Copy the listing below line for line, from its opening line to the one with "use crate::storage::TrackerConfig;", both included; stop there.

*** Opening of DATA SUPPLIED ***

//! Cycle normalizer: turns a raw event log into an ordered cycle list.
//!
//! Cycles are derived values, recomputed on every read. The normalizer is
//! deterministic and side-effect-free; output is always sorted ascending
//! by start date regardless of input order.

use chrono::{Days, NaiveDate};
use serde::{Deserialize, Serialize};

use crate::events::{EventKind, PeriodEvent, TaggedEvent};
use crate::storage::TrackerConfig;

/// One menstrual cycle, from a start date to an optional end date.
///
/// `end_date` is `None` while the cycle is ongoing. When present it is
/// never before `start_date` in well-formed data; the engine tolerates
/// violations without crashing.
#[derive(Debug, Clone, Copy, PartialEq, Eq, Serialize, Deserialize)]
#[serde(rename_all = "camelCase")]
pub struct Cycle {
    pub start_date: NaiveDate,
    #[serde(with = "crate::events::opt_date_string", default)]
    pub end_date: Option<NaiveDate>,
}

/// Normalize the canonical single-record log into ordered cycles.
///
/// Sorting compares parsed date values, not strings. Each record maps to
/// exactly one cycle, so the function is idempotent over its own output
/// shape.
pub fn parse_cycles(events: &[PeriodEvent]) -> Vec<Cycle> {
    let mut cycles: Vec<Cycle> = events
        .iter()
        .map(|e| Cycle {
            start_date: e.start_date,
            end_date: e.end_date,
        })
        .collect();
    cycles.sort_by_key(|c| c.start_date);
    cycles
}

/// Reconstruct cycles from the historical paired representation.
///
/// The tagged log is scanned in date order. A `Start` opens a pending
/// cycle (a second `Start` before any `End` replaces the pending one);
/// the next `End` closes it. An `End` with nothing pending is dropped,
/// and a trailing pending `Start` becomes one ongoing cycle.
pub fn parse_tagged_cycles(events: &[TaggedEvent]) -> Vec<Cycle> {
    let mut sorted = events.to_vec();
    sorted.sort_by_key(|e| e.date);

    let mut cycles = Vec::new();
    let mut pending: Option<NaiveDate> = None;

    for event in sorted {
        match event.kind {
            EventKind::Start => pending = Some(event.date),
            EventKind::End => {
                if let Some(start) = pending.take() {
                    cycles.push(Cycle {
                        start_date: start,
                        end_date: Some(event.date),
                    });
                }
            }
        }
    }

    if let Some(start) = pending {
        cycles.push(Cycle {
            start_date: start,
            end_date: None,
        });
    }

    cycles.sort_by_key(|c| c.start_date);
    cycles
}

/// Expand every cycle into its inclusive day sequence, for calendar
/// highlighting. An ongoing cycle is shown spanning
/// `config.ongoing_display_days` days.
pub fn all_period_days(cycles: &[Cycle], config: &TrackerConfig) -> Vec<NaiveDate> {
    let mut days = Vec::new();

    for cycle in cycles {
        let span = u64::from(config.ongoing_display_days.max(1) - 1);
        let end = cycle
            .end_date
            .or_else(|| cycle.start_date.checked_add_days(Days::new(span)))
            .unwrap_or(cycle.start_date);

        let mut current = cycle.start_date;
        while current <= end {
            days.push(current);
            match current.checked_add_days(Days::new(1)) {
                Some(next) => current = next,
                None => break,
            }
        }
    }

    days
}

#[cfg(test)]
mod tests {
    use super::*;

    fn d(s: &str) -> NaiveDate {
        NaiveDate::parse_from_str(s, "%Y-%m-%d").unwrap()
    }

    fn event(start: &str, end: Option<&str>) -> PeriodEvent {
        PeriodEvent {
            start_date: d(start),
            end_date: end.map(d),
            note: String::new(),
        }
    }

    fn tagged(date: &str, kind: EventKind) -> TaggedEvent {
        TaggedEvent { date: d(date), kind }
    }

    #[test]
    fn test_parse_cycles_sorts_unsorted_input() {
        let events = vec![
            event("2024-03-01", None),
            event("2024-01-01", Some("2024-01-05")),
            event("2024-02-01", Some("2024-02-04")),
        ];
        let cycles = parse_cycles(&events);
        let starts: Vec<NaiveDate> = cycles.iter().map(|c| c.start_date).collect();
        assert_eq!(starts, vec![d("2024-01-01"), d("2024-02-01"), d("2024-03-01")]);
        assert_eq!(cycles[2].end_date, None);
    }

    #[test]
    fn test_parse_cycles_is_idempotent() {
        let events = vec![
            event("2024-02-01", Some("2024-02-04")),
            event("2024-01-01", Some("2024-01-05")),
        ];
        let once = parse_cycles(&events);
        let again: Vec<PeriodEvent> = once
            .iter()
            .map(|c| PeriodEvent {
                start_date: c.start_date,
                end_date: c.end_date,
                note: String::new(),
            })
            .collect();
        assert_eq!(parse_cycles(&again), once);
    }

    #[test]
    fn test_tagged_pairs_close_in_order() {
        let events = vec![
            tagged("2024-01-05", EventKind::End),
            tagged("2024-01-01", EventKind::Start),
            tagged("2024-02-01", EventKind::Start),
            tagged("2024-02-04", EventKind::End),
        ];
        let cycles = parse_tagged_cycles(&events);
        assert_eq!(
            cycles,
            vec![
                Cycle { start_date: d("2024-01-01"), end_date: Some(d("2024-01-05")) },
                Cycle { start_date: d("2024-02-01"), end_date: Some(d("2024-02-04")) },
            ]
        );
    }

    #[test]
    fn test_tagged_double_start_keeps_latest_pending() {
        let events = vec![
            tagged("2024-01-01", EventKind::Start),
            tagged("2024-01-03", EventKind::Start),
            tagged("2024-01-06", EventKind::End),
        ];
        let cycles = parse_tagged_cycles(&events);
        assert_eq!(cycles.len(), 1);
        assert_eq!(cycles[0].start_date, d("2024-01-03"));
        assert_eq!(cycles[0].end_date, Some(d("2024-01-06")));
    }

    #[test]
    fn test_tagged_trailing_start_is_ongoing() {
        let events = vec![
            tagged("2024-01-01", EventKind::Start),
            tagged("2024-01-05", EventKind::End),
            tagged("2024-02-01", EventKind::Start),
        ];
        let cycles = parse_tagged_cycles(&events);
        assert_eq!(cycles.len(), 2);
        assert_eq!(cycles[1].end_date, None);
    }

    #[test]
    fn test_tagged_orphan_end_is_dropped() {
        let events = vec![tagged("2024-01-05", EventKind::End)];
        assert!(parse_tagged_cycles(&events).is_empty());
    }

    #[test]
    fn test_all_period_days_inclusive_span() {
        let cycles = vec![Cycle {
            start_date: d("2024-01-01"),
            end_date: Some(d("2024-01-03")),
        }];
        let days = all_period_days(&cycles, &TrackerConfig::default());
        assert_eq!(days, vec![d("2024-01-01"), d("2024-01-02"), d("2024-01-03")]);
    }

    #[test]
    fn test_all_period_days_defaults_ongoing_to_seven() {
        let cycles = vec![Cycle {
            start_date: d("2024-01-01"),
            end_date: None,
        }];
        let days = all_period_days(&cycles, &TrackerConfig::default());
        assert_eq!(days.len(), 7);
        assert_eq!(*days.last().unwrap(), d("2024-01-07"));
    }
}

*** Close of DATA SUPPLIED ***

## TASK RESPONSE
//! Cycle normalizer: turns a raw event log into an ordered cycle list.
//!
//! Cycles are derived values, recomputed on every read. The normalizer is
//! deterministic and side-effect-free; output is always sorted ascending
//! by start date regardless of input order.

use chrono::{Days, NaiveDate};
use serde::{Deserialize, Serialize};

use crate::events::{EventKind, PeriodEvent, TaggedEvent};
use crate::storage::TrackerConfig;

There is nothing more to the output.